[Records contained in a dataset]
^^^^^^^^

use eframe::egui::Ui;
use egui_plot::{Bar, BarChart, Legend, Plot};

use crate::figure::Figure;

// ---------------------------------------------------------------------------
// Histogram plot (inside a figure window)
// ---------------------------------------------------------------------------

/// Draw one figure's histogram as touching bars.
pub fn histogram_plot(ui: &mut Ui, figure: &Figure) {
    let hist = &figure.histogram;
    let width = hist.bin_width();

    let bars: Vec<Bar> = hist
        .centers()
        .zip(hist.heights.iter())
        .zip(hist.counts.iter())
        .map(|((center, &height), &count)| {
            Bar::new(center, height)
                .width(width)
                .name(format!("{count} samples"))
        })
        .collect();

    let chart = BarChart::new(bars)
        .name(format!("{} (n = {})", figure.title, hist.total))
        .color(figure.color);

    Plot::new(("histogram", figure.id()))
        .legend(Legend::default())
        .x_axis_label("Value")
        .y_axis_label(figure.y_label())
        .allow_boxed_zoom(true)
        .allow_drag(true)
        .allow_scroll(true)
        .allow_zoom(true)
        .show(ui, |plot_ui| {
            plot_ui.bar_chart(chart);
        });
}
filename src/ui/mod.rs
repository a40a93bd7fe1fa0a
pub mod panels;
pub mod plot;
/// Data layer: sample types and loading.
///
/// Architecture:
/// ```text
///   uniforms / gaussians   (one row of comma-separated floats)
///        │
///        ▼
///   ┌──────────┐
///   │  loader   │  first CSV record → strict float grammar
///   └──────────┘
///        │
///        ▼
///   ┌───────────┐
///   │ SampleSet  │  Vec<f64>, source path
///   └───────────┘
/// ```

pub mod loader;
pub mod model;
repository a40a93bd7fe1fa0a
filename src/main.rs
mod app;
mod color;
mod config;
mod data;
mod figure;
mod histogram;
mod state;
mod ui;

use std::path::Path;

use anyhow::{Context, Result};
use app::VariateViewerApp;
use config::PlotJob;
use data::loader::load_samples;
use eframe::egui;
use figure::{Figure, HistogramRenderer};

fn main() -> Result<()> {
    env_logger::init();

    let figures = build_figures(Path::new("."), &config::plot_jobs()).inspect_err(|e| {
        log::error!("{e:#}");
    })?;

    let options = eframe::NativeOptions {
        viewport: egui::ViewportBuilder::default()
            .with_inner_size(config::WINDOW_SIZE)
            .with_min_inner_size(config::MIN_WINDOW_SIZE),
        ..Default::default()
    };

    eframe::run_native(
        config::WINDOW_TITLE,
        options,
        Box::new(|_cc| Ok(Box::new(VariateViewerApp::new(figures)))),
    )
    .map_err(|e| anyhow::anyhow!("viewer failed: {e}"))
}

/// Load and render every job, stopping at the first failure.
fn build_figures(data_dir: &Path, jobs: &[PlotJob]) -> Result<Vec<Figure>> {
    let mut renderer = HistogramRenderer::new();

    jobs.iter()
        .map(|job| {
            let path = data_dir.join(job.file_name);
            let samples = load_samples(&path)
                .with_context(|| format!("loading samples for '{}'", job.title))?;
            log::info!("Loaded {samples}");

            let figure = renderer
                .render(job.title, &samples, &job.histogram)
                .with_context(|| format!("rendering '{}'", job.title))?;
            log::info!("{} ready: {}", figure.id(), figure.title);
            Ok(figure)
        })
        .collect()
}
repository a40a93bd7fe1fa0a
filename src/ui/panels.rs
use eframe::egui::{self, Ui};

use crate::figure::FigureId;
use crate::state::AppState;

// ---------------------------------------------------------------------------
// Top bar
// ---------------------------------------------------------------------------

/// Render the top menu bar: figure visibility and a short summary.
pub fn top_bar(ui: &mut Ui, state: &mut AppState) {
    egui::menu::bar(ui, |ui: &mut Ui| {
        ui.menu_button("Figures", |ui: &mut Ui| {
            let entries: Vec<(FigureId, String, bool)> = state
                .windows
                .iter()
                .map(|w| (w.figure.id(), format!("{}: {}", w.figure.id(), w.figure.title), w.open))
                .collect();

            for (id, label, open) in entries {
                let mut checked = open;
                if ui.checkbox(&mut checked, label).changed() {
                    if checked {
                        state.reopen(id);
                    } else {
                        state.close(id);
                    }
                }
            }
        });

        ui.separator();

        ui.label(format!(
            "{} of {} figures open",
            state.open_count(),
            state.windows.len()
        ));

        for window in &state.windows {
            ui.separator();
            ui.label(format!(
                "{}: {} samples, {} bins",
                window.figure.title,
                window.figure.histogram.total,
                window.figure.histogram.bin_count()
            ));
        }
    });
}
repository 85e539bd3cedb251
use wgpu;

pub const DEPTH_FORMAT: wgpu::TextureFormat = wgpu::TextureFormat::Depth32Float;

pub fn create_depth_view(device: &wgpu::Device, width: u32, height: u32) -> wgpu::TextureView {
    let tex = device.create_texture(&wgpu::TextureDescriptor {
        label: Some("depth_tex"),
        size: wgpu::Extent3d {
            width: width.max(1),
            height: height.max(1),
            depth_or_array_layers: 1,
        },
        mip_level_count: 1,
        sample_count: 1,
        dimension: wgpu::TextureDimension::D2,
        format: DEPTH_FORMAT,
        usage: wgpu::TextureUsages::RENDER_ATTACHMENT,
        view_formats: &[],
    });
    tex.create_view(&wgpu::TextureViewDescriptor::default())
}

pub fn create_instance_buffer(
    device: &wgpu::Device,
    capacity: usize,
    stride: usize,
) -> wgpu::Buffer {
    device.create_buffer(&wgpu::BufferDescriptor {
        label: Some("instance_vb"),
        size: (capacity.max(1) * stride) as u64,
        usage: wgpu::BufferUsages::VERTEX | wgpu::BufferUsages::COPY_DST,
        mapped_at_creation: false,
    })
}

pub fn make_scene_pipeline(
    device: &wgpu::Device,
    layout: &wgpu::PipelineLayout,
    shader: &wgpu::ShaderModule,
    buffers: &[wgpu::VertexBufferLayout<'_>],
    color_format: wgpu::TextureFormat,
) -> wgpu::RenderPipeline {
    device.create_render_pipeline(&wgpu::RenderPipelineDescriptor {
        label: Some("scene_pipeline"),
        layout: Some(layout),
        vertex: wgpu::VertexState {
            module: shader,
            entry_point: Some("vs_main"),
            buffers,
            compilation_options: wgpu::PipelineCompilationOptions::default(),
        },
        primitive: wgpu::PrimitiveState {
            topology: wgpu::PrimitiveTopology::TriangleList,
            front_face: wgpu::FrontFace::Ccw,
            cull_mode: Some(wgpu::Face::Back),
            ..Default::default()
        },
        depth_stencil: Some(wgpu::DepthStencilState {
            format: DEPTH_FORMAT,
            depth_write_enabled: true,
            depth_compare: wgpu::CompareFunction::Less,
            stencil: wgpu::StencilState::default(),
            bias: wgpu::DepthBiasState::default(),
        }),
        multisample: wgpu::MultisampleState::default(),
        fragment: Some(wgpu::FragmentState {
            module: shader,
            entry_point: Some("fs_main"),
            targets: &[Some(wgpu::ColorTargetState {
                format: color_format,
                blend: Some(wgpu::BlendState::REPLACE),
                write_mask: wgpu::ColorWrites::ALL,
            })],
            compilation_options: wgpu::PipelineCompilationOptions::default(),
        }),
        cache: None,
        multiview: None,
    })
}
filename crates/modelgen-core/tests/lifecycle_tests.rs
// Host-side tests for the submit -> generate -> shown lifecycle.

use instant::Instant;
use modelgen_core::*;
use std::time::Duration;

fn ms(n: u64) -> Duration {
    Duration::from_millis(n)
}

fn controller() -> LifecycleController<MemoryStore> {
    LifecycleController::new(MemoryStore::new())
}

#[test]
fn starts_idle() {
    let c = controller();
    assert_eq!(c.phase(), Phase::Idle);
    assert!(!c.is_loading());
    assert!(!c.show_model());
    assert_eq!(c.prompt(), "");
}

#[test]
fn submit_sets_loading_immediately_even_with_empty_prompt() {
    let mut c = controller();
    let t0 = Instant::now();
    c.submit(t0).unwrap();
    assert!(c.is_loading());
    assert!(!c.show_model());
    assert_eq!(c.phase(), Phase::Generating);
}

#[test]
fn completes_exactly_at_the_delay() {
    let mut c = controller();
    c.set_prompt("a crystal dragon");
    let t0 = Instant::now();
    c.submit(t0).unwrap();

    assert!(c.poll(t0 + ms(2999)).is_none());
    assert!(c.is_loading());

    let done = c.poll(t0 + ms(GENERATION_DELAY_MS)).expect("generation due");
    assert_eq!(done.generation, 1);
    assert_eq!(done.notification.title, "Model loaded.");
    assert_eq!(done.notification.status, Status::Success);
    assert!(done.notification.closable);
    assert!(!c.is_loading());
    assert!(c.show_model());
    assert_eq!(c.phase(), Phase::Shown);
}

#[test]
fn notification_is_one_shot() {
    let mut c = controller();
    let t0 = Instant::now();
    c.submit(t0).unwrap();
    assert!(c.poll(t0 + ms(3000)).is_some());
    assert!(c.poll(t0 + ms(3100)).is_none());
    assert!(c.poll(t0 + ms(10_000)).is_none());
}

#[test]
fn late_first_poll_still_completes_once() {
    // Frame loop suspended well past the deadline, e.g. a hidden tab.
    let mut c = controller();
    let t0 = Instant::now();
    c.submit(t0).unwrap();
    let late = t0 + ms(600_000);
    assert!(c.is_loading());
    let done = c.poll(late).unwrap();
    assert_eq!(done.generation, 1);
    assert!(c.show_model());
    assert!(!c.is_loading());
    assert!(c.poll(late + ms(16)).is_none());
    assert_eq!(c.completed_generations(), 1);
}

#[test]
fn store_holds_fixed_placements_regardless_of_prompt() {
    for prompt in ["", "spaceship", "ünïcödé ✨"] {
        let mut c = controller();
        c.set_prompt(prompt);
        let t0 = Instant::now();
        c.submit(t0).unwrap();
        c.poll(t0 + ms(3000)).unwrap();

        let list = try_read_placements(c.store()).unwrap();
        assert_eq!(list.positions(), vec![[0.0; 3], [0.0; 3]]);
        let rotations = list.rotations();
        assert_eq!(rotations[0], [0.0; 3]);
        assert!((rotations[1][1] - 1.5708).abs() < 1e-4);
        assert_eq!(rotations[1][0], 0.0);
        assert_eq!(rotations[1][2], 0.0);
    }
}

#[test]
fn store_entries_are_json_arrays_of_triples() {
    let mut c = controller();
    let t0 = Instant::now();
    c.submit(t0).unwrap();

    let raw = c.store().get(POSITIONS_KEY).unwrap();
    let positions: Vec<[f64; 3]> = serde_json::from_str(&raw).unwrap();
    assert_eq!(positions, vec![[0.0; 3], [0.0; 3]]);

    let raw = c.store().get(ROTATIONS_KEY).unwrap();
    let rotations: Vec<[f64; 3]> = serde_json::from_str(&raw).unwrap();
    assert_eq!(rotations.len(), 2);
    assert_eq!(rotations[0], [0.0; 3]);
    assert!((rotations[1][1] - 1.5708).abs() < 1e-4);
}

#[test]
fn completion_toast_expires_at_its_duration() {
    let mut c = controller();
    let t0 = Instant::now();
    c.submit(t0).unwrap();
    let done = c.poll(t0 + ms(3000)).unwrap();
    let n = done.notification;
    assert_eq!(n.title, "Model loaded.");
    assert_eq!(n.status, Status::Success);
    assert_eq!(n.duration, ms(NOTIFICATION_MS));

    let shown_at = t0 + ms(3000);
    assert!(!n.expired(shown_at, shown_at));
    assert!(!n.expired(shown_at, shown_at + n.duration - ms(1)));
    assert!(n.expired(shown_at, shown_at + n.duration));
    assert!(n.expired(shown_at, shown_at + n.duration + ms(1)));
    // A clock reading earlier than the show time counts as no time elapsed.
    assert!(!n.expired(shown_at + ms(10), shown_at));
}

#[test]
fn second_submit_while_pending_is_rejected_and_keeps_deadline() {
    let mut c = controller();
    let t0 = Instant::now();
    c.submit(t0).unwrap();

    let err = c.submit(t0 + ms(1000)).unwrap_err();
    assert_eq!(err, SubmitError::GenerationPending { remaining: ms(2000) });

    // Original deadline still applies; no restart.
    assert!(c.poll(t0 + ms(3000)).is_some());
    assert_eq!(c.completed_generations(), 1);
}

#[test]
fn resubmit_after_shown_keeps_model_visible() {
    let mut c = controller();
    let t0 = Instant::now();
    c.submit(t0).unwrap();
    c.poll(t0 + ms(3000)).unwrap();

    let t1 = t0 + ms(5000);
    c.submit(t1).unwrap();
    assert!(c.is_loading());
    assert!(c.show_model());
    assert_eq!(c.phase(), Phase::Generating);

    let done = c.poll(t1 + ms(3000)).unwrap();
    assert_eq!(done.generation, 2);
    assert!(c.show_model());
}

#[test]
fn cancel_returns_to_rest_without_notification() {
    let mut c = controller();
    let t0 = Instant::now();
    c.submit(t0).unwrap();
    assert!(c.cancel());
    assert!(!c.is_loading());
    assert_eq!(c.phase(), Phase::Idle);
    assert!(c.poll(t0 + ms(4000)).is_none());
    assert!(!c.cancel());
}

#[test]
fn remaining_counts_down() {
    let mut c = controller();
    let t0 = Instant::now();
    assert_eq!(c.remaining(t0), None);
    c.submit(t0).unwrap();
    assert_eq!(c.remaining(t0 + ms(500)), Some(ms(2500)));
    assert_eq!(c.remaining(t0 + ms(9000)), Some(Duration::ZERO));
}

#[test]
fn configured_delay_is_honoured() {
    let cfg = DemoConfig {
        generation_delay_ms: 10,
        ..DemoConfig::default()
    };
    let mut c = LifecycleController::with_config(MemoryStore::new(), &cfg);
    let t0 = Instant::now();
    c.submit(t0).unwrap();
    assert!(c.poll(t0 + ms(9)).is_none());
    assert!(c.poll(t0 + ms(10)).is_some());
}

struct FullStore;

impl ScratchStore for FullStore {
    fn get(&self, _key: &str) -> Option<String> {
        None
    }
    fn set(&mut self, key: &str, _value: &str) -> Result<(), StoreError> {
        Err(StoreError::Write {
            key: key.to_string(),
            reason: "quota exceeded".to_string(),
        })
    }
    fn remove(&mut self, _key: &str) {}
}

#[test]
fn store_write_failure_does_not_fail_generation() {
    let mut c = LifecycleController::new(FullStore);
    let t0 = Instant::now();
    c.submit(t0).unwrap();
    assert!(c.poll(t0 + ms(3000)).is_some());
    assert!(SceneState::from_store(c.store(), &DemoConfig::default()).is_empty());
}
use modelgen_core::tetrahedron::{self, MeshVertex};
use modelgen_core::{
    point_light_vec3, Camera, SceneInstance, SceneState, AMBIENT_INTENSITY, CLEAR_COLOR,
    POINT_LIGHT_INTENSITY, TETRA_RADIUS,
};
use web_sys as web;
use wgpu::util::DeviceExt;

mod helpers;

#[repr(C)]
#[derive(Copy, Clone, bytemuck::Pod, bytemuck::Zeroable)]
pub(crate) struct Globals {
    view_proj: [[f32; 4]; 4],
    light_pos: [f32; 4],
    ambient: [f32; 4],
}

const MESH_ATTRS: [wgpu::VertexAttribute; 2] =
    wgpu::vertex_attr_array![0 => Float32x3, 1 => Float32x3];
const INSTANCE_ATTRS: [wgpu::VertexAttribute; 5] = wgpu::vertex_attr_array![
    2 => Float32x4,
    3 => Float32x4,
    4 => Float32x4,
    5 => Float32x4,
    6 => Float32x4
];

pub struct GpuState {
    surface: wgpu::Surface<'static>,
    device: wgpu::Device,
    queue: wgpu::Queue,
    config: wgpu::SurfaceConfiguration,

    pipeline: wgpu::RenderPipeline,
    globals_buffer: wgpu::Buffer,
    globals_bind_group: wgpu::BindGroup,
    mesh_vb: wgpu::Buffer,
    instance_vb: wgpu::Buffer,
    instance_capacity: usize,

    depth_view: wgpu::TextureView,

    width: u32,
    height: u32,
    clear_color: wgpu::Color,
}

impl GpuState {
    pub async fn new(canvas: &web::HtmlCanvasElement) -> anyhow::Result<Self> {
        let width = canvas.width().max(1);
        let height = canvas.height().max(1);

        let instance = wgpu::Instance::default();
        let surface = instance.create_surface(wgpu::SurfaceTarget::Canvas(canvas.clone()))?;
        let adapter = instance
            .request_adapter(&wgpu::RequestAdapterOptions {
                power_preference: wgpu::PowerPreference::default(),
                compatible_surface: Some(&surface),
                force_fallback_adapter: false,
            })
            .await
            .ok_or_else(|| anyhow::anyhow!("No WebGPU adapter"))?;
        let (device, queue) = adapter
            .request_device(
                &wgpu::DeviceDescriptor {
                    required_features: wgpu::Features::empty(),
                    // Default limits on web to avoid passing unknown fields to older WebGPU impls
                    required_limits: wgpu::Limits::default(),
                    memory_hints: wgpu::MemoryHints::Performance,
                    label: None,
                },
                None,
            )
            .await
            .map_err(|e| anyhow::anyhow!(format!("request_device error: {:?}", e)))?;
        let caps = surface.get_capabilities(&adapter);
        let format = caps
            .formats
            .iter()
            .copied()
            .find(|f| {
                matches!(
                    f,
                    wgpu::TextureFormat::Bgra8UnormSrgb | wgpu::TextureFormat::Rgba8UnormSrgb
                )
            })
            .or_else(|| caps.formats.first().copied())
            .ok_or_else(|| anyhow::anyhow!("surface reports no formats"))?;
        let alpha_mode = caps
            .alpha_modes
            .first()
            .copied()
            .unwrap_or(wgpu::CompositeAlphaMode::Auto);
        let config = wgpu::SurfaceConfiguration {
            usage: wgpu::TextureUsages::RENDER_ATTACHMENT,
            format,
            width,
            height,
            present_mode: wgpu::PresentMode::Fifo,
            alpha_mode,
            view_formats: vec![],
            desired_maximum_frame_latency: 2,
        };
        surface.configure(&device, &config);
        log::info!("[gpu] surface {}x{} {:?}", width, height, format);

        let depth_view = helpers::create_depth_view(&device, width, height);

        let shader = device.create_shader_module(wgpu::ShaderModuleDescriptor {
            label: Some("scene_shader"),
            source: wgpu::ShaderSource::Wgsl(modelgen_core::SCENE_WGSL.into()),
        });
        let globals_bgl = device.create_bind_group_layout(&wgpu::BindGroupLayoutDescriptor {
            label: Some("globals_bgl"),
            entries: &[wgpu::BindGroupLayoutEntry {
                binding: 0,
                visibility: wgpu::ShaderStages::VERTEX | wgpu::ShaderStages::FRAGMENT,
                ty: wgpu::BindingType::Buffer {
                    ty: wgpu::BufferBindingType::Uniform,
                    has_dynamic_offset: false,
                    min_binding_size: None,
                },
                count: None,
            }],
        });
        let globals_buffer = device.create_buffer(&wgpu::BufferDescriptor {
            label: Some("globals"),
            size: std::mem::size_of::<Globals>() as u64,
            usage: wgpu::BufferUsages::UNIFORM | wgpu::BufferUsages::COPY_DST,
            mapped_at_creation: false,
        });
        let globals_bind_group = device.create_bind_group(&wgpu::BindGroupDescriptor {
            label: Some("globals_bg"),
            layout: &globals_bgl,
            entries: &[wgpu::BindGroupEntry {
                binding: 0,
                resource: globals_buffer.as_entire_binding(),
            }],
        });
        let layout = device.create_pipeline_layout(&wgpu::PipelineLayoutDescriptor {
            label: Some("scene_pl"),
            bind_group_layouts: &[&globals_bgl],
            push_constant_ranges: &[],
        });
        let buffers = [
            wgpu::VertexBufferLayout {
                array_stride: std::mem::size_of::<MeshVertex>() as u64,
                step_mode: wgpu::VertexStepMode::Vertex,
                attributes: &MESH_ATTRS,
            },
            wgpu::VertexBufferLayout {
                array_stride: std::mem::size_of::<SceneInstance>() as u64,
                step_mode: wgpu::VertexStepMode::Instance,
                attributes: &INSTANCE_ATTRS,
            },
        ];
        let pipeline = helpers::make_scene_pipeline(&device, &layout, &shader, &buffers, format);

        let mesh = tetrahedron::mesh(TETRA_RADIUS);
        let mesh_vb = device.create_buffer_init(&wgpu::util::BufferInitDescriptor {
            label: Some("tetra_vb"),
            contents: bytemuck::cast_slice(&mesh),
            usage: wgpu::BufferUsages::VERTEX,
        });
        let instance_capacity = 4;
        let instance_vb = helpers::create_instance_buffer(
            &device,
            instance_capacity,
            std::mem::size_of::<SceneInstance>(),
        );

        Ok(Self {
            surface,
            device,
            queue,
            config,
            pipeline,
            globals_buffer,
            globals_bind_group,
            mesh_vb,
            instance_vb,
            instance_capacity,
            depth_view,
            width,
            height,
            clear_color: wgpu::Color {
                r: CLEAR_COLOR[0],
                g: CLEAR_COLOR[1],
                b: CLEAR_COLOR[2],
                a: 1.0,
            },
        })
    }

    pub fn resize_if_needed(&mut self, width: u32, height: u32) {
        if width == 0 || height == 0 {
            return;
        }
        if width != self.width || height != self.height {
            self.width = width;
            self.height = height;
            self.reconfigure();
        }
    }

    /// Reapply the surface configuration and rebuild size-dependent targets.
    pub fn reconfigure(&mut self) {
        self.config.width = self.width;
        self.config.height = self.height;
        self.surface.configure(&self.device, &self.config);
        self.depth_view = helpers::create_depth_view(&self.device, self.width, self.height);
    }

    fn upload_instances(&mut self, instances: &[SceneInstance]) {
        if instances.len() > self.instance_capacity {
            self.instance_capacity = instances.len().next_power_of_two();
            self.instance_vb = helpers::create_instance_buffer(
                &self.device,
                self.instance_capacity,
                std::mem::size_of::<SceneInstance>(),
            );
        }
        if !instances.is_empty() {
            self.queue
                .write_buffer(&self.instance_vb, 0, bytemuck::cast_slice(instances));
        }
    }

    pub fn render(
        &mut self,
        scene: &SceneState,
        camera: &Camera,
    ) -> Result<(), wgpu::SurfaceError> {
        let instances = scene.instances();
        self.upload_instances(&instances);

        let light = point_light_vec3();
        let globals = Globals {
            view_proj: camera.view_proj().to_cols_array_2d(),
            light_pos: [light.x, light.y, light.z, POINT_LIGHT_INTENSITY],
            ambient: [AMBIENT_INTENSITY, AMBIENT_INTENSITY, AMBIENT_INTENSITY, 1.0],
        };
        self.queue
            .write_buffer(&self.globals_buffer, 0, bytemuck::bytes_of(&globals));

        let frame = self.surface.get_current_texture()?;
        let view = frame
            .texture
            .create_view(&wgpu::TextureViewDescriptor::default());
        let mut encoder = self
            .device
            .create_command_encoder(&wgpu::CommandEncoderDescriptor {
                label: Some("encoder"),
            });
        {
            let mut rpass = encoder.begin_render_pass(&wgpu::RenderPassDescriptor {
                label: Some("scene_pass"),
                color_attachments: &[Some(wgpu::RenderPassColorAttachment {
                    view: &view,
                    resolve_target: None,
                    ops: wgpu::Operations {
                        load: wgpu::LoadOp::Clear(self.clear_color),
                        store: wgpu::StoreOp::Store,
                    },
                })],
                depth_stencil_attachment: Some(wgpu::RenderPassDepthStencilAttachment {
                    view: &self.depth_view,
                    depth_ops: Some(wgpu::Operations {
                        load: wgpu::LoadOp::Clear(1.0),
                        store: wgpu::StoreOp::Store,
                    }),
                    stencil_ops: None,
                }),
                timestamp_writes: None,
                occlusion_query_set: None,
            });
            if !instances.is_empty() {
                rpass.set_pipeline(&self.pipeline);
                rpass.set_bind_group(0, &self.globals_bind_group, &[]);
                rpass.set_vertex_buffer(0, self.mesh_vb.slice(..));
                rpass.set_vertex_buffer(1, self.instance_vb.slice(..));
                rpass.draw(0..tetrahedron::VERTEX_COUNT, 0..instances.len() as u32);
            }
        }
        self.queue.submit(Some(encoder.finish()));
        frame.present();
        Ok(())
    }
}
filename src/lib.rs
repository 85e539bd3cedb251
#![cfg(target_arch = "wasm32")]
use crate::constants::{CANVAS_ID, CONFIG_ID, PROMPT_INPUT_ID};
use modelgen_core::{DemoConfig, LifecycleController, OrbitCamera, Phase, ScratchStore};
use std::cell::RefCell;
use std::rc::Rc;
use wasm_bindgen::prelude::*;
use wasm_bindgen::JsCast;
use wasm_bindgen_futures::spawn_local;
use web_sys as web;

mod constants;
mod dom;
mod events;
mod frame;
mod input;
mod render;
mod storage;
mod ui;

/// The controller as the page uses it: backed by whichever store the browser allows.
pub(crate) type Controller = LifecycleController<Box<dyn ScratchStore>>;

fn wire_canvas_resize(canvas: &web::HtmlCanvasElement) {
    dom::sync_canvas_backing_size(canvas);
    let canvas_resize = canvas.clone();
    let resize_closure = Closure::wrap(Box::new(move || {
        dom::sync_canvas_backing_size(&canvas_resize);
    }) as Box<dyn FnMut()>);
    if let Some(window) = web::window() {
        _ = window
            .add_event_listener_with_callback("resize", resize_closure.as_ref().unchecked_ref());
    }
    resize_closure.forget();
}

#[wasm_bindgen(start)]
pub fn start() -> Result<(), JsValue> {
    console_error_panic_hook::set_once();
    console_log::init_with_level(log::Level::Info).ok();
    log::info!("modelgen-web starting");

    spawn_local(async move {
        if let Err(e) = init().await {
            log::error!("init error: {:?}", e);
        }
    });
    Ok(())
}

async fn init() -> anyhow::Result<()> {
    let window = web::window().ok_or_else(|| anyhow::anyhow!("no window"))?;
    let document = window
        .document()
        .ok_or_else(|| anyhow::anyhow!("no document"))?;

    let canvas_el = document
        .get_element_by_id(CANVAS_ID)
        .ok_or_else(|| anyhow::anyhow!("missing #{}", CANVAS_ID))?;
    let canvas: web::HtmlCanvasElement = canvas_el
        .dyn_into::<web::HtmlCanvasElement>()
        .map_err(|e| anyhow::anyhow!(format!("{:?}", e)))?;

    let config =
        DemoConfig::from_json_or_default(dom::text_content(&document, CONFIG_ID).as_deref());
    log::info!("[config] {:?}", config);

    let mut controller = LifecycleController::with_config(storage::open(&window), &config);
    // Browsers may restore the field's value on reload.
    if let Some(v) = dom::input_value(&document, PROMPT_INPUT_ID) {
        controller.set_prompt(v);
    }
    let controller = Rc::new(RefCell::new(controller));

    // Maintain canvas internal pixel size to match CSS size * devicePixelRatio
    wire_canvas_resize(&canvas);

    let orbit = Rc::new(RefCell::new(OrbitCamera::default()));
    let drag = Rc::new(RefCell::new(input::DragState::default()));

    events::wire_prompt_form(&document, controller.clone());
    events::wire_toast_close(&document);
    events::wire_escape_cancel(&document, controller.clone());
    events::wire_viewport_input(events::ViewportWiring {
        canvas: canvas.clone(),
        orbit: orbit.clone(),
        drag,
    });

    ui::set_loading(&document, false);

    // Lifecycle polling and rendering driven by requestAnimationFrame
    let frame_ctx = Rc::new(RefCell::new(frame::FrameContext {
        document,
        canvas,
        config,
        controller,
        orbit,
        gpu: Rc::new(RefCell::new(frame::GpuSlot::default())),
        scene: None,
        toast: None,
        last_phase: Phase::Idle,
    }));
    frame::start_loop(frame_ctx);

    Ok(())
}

^^^^^^^^

DIRECTIONS FOR THIS TASK:
Among the records above, find each line holding "async" and list it.

ANSWER TO THE EXERCISE:
    pub async fn new(canvas: &web::HtmlCanvasElement) -> anyhow::Result<Self> {
    spawn_local(async move {
async fn init() -> anyhow::Result<()> {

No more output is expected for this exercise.